Task: The answer is a number and nothing else: the count of lines in these entries containing the word "Result".
_ _ _ _
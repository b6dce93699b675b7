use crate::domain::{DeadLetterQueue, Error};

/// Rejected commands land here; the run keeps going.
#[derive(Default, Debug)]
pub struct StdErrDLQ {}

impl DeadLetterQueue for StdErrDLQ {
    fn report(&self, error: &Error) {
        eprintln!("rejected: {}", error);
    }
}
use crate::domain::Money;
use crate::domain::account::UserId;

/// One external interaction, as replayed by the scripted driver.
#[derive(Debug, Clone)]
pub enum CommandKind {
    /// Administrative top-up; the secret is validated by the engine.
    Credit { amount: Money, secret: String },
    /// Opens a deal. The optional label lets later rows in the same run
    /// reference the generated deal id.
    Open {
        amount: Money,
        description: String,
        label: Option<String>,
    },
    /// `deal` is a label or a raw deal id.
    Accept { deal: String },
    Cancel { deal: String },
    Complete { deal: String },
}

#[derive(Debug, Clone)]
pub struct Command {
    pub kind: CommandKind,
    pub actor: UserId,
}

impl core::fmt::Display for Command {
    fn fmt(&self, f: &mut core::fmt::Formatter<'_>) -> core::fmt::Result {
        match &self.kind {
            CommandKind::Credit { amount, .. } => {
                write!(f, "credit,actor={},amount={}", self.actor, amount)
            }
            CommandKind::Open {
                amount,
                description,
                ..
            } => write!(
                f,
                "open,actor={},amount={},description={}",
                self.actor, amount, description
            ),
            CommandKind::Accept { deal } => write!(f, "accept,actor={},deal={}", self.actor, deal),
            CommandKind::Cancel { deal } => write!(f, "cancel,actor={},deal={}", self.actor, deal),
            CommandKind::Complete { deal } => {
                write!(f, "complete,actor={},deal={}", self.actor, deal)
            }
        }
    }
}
_ _ _ _
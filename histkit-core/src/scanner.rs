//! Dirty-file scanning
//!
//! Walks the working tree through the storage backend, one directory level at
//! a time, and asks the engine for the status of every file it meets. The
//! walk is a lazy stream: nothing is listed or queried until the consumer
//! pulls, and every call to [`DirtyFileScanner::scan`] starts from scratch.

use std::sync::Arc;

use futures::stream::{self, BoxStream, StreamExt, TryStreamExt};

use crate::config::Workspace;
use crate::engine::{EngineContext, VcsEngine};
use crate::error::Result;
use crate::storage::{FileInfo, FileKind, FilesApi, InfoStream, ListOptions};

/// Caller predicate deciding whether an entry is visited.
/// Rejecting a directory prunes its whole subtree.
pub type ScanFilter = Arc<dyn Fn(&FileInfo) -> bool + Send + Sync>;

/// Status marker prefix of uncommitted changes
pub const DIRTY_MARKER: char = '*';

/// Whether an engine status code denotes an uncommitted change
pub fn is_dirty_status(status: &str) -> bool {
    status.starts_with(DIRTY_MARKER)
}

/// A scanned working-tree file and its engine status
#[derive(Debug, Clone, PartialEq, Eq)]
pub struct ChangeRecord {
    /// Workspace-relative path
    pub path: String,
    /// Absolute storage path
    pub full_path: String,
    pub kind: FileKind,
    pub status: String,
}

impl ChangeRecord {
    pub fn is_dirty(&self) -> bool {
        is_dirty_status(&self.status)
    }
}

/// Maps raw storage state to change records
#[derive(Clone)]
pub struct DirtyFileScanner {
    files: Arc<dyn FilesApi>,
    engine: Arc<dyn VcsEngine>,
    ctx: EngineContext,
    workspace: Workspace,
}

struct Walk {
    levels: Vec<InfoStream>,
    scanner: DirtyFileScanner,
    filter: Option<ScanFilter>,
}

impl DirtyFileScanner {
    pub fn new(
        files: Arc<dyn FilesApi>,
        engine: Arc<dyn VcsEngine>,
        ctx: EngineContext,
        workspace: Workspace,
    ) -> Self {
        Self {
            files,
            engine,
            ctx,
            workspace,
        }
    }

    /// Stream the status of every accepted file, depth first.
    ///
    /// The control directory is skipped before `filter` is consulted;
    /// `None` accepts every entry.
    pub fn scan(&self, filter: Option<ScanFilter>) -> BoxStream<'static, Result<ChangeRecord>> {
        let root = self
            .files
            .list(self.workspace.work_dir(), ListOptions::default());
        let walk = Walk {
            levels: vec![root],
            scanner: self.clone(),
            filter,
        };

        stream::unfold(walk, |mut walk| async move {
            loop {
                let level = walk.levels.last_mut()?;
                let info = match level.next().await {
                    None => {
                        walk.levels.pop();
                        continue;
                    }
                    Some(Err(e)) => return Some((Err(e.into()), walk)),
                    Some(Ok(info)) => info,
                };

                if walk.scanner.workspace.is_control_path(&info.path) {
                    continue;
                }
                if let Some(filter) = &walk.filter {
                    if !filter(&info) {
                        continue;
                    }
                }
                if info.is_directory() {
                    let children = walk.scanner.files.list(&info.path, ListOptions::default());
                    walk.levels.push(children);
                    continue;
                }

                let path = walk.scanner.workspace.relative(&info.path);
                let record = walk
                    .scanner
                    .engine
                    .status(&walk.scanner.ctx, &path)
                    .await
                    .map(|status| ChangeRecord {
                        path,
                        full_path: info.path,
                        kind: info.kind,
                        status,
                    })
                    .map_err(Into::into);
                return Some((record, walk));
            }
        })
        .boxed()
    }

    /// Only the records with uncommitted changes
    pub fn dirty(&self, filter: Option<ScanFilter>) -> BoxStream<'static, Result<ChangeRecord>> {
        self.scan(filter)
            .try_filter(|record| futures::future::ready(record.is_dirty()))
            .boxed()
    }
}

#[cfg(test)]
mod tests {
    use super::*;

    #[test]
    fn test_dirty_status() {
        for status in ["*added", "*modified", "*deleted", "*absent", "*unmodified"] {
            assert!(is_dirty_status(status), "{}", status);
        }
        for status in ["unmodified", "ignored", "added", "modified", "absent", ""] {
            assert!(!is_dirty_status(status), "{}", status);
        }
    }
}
_ _ _ _
Exercise response: 4